» Data records:
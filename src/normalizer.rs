use rust_decimal::prelude::FromPrimitive;
use rust_decimal::Decimal;

use crate::models::{Cell, RecordKind, Sheet, TransactionRecord, TransactionSet};
use crate::settings::ColumnNames;

/// Parse an amount cell. Text tolerates thousands separators, a currency
/// prefix and parenthesized negatives; anything unparseable is missing.
pub fn parse_amount(cell: &Cell) -> Option<Decimal> {
    match cell {
        Cell::Number(n) => Decimal::from_f64(*n).map(|d| d.normalize()),
        Cell::Text(raw) => parse_amount_text(raw),
        _ => None,
    }
}

fn parse_amount_text(raw: &str) -> Option<Decimal> {
    let s = raw.trim().trim_matches('"').trim();
    if let Some(inner) = s.strip_prefix('(').and_then(|v| v.strip_suffix(')')) {
        return parse_amount_text(inner).map(|d| -d);
    }
    if let Some(rest) = s.strip_prefix('-') {
        return parse_amount_text(rest).map(|d| -d);
    }
    // only a leading currency prefix (`$`, `R$`, `USD`) may carry letters
    let digits: String = s
        .trim_start_matches(|c: char| c.is_alphabetic() || c == '$')
        .chars()
        .filter(|c| !matches!(c, ',' | ' '))
        .collect();
    if digits.is_empty() {
        return None;
    }
    digits.parse::<Decimal>().ok()
}

/// Tag payment and receipt rows with their kind and concatenate them,
/// payments first, computing the unified value
/// `paid.unwrap_or(0) + received.unwrap_or(0)` for every row.
pub fn normalize(payments: &Sheet, receipts: &Sheet, columns: &ColumnNames) -> TransactionSet {
    let mut set = TransactionSet::default();
    for (sheet, kind) in [(payments, RecordKind::Payment), (receipts, RecordKind::Receipt)] {
        for h in &sheet.headers {
            if !set.columns.contains(h) {
                set.columns.push(h.clone());
            }
        }
        let paid_col = sheet.column(&columns.paid_amount);
        let received_col = sheet.column(&columns.received_amount);
        for idx in 0..sheet.rows.len() {
            let paid = paid_col.and_then(|c| parse_amount(sheet.cell(idx, c)));
            let received = received_col.and_then(|c| parse_amount(sheet.cell(idx, c)));
            let value = paid.unwrap_or(Decimal::ZERO) + received.unwrap_or(Decimal::ZERO);
            set.records.push(TransactionRecord {
                kind,
                source_row: idx + 1,
                fields: sheet.record(idx),
                paid,
                received,
                value,
            });
        }
    }
    set
}
use crossterm::event::{self, Event, KeyCode, KeyEventKind, KeyModifiers};
use ratatui::style::{Color, Modifier, Style};
use ratatui::text::Span;
use ratatui::Frame;
use rust_decimal::Decimal;

use crate::error::Result;
use crate::fmt::DisplayFormat;

pub const HEADER_STYLE: Style = Style::new()
    .fg(Color::Yellow)
    .add_modifier(Modifier::BOLD);

pub const FOOTER_STYLE: Style = Style::new().fg(Color::DarkGray);

pub const AMOUNT_POS_STYLE: Style = Style::new().fg(Color::Rgb(80, 220, 100));
pub const AMOUNT_NEG_STYLE: Style = Style::new().fg(Color::Red);

pub const SELECTED_STYLE: Style = Style::new()
    .bg(Color::Rgb(40, 40, 60))
    .add_modifier(Modifier::BOLD);

/// Currency amount as a colored Span: green when non-negative, red otherwise.
pub fn money_span(amount: Decimal, fmt: &DisplayFormat) -> Span<'static> {
    let style = if amount.is_sign_negative() && !amount.is_zero() {
        AMOUNT_NEG_STYLE
    } else {
        AMOUNT_POS_STYLE
    };
    Span::styled(fmt.money(amount), style)
}

pub enum ViewAction {
    Continue,
    Close,
}

pub trait InteractiveView {
    fn draw(&mut self, frame: &mut Frame);
    fn handle_key(&mut self, code: KeyCode) -> ViewAction;
}

/// Run an interactive ratatui view. Sets up the terminal, event loop,
/// and panic hook, then restores the terminal on exit.
pub fn run_view(view: &mut dyn InteractiveView) -> Result<()> {
    let hook = std::panic::take_hook();
    std::panic::set_hook(Box::new(move |info| {
        ratatui::restore();
        hook(info);
    }));

    let mut terminal = ratatui::init();

    let result: Result<()> = loop {
        if let Err(e) = terminal.draw(|frame| view.draw(frame)) {
            break Err(e.into());
        }

        match event::read() {
            Err(e) => break Err(e.into()),
            Ok(Event::Key(key)) => {
                if key.kind != KeyEventKind::Press {
                    continue;
                }
                if key.modifiers.contains(KeyModifiers::CONTROL) && key.code == KeyCode::Char('c') {
                    break Ok(());
                }
                match view.handle_key(key.code) {
                    ViewAction::Close => break Ok(()),
                    ViewAction::Continue => {}
                }
            }
            _ => {}
        }
    };

    drop(terminal);
    ratatui::restore();
    result
}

» Directions: This exercise asks for every line of the records to be repeated exactly.

» Answer to this exercise:
filename src/normalizer.rs
use rust_decimal::prelude::FromPrimitive;
use rust_decimal::Decimal;

use crate::models::{Cell, RecordKind, Sheet, TransactionRecord, TransactionSet};
use crate::settings::ColumnNames;

/// Parse an amount cell. Text tolerates thousands separators, a currency
/// prefix and parenthesized negatives; anything unparseable is missing.
pub fn parse_amount(cell: &Cell) -> Option<Decimal> {
    match cell {
        Cell::Number(n) => Decimal::from_f64(*n).map(|d| d.normalize()),
        Cell::Text(raw) => parse_amount_text(raw),
        _ => None,
    }
}

fn parse_amount_text(raw: &str) -> Option<Decimal> {
    let s = raw.trim().trim_matches('"').trim();
    if let Some(inner) = s.strip_prefix('(').and_then(|v| v.strip_suffix(')')) {
        return parse_amount_text(inner).map(|d| -d);
    }
    if let Some(rest) = s.strip_prefix('-') {
        return parse_amount_text(rest).map(|d| -d);
    }
    // only a leading currency prefix (`$`, `R$`, `USD`) may carry letters
    let digits: String = s
        .trim_start_matches(|c: char| c.is_alphabetic() || c == '$')
        .chars()
        .filter(|c| !matches!(c, ',' | ' '))
        .collect();
    if digits.is_empty() {
        return None;
    }
    digits.parse::<Decimal>().ok()
}

/// Tag payment and receipt rows with their kind and concatenate them,
/// payments first, computing the unified value
/// `paid.unwrap_or(0) + received.unwrap_or(0)` for every row.
pub fn normalize(payments: &Sheet, receipts: &Sheet, columns: &ColumnNames) -> TransactionSet {
    let mut set = TransactionSet::default();
    for (sheet, kind) in [(payments, RecordKind::Payment), (receipts, RecordKind::Receipt)] {
        for h in &sheet.headers {
            if !set.columns.contains(h) {
                set.columns.push(h.clone());
            }
        }
        let paid_col = sheet.column(&columns.paid_amount);
        let received_col = sheet.column(&columns.received_amount);
        for idx in 0..sheet.rows.len() {
            let paid = paid_col.and_then(|c| parse_amount(sheet.cell(idx, c)));
            let received = received_col.and_then(|c| parse_amount(sheet.cell(idx, c)));
            let value = paid.unwrap_or(Decimal::ZERO) + received.unwrap_or(Decimal::ZERO);
            set.records.push(TransactionRecord {
                kind,
                source_row: idx + 1,
                fields: sheet.record(idx),
                paid,
                received,
                value,
            });
        }
    }
    set
}
use crossterm::event::{self, Event, KeyCode, KeyEventKind, KeyModifiers};
use ratatui::style::{Color, Modifier, Style};
use ratatui::text::Span;
use ratatui::Frame;
use rust_decimal::Decimal;

use crate::error::Result;
use crate::fmt::DisplayFormat;

pub const HEADER_STYLE: Style = Style::new()
    .fg(Color::Yellow)
    .add_modifier(Modifier::BOLD);

pub const FOOTER_STYLE: Style = Style::new().fg(Color::DarkGray);

pub const AMOUNT_POS_STYLE: Style = Style::new().fg(Color::Rgb(80, 220, 100));
pub const AMOUNT_NEG_STYLE: Style = Style::new().fg(Color::Red);

pub const SELECTED_STYLE: Style = Style::new()
    .bg(Color::Rgb(40, 40, 60))
    .add_modifier(Modifier::BOLD);

/// Currency amount as a colored Span: green when non-negative, red otherwise.
pub fn money_span(amount: Decimal, fmt: &DisplayFormat) -> Span<'static> {
    let style = if amount.is_sign_negative() && !amount.is_zero() {
        AMOUNT_NEG_STYLE
    } else {
        AMOUNT_POS_STYLE
    };
    Span::styled(fmt.money(amount), style)
}

pub enum ViewAction {
    Continue,
    Close,
}

pub trait InteractiveView {
    fn draw(&mut self, frame: &mut Frame);
    fn handle_key(&mut self, code: KeyCode) -> ViewAction;
}

/// Run an interactive ratatui view. Sets up the terminal, event loop,
/// and panic hook, then restores the terminal on exit.
pub fn run_view(view: &mut dyn InteractiveView) -> Result<()> {
    let hook = std::panic::take_hook();
    std::panic::set_hook(Box::new(move |info| {
        ratatui::restore();
        hook(info);
    }));

    let mut terminal = ratatui::init();

    let result: Result<()> = loop {
        if let Err(e) = terminal.draw(|frame| view.draw(frame)) {
            break Err(e.into());
        }

        match event::read() {
            Err(e) => break Err(e.into()),
            Ok(Event::Key(key)) => {
                if key.kind != KeyEventKind::Press {
                    continue;
                }
                if key.modifiers.contains(KeyModifiers::CONTROL) && key.code == KeyCode::Char('c') {
                    break Ok(());
                }
                match view.handle_key(key.code) {
                    ViewAction::Close => break Ok(()),
                    ViewAction::Continue => {}
                }
            }
            _ => {}
        }
    };

    drop(terminal);
    ratatui::restore();
    result
}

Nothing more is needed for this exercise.